The Hubble servicing mission is the first space-based demonstration of the technology, Flatley said. Should it perform as Flatley expects, its potential to revolutionize NASA’s command, data, and handling needs is enormous, he added.
For future missions, the technology’s most important contribution could be in on-board data reduction and product generation.
Future NASA missions are expected to generate enormous quantities of raw data that will easily overwhelm onboard data-storage systems. “If data processing could be performed on the spacecraft itself, then only the final data products would have to be stored,” Flatley said. “This could allow an instrument to collect 10 to 50 times more data without increasing onboard storage capabilities.”
Developed by Goddard technologists, SpaceCube is a small, hybrid computer system that provides 15 to 25 times the processing power of a typical Rad750 flight processor. It will be demonstrated for the first time in space during the Hubble servicing mission.
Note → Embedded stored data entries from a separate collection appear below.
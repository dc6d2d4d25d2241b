use crate::Float;

pub const INFINITY: Float = std::f32::INFINITY;
pub const NEG_INFINITY: Float = std::f32::NEG_INFINITY;

pub const PI: Float = std::f32::consts::PI;
pub const INV_PI: Float = std::f32::consts::FRAC_1_PI;
pub const INV_2PI: Float = 0.5 * std::f32::consts::FRAC_1_PI;
pub const INV_4PI: Float = 0.25 * std::f32::consts::FRAC_1_PI;
pub const PI_OVER_2: Float = std::f32::consts::FRAC_PI_2;
pub const PI_OVER_4: Float = std::f32::consts::FRAC_PI_4;

/// The largest float strictly less than one.
pub const ONE_MINUS_EPSILON: Float = 1.0 - std::f32::EPSILON / 2.0;

pub fn lerp(t: Float, v1: Float, v2: Float) -> Float {
    (1.0 - t) * v1 + t * v2
}

#[inline]
pub fn sqr(x: Float) -> Float {
    x * x
}

pub fn clamp<T: PartialOrd>(v: T, low: T, high: T) -> T {
    if v < low {
        low
    } else if v > high {
        high
    } else {
        v
    }
}

pub fn safe_sqrt(x: Float) -> Float {
    Float::sqrt(Float::max(0.0, x))
}

pub fn safe_asin(x: Float) -> Float {
    clamp(x, -1.0, 1.0).asin()
}

pub fn safe_acos(x: Float) -> Float {
    clamp(x, -1.0, 1.0).acos()
}

/// Computes `a * b - c * d` with a single rounding error, using an FMA to recover the
/// error of the `c * d` product.
#[inline]
pub fn difference_of_products(a: Float, b: Float, c: Float, d: Float) -> Float {
    let cd = c * d;
    let dop = a.mul_add(b, -cd);
    let err = (-c).mul_add(d, cd);
    dop + err
}

/// Computes `a * b + c * d`, see `difference_of_products`.
#[inline]
pub fn sum_of_products(a: Float, b: Float, c: Float, d: Float) -> Float {
    let cd = c * d;
    let sop = a.mul_add(b, cd);
    let err = c.mul_add(d, -cd);
    sop + err
}

pub fn difference_of_products_f64(a: f64, b: f64, c: f64, d: f64) -> f64 {
    let cd = c * d;
    let dop = a.mul_add(b, -cd);
    let err = (-c).mul_add(d, cd);
    dop + err
}

pub fn gaussian(x: Float, mu: Float, sigma: Float) -> Float {
    1.0 / (2.0 * PI * sigma * sigma).sqrt() * (-sqr(x - mu) / (2.0 * sigma * sigma)).exp()
}

/// Balance between two sampling strategies with the power heuristic (beta = 2).
pub fn power_heuristic(nf: u32, f_pdf: Float, ng: u32, g_pdf: Float) -> Float {
    let f = nf as Float * f_pdf;
    let g = ng as Float * g_pdf;
    if (f * f).is_infinite() {
        return 1.0;
    }
    if f == 0.0 && g == 0.0 {
        return 0.0;
    }
    (f * f) / (f * f + g * g)
}

pub fn safe_div(a: Float, b: Float) -> Float {
    if b == 0.0 { 0.0 } else { a / b }
}

#[cfg(test)]
mod test {
    use super::*;
    use approx::assert_relative_eq;

    #[test]
    fn test_difference_of_products() {
        // cancellation that a naive evaluation gets wrong in f32
        let a = 33962.035;
        let b = 41563.4;
        let c = 7706.415;
        let d = 183165.45;
        let exact = a as f64 * b as f64 - c as f64 * d as f64;
        assert_relative_eq!(difference_of_products(a, b, c, d) as f64, exact, max_relative = 1e-6);
    }

    #[test]
    fn test_power_heuristic() {
        assert_eq!(power_heuristic(1, 1.0, 1, 0.0), 1.0);
        assert_eq!(power_heuristic(1, 0.0, 1, 0.0), 0.0);
        assert_relative_eq!(power_heuristic(1, 1.0, 1, 1.0), 0.5);
        assert_eq!(power_heuristic(1, INFINITY, 1, 1.0), 1.0);
    }

    #[test]
    fn test_one_minus_epsilon() {
        assert!(ONE_MINUS_EPSILON < 1.0);
        assert_eq!(crate::interval::next_float_up(ONE_MINUS_EPSILON), 1.0);
    }
}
To help realize that goal, Flatley is using IRAD funds to develop a variety of computer algorithms that would give the spacecraft’s data-handling system the ability to process memory-intensive raw data into less weighty images and other products.
Future Flight Opportunities
SpaceCube also has potential to dramatically decrease the cost of spacecraft missions.
Today, spacecraft engineers overcome the ill effects of radiation on electronic components, such as computer processors, through the use of “radiation-hardened” hardware. Although these specially built components work well in space, they are very expensive to produce. One application-specific integrated circuit, for example, can cost as much as $1 million to produce.
SpaceCube, however, is equipped with radiation-tolerant circuits, which means that while they can withstand the harsh space environment, they are nonetheless prone to radiation-induced “upsets.” However, by employing special mitigation software techniques, SpaceCube can find and computationally correct these errors. Flatley will get his chance to demonstrate the capability in space next year when SpaceCube flies as part of a Naval Research Laboratory experiment on NASA’s Express Logistics Carrier, an attached payload on the International Space Station.
Despite the technology’s huge potential, Flatley conceded that it might be unsuitable for some spacecraft applications. Computer systems needed for risk-intolerant applications, such as providing oxygen inside human habitats on the Moon, for example, may always require true radiation-hardened devices and/or “super redundancy,” he said. “Our goal is to see how far we can go.”
Goddard technologists win new work, secure follow-on funding to mature new technologies, formulate concepts, and validate new instrument concepts in flight demonstrations — successes that benefit Goddard and the scientific community as a whole.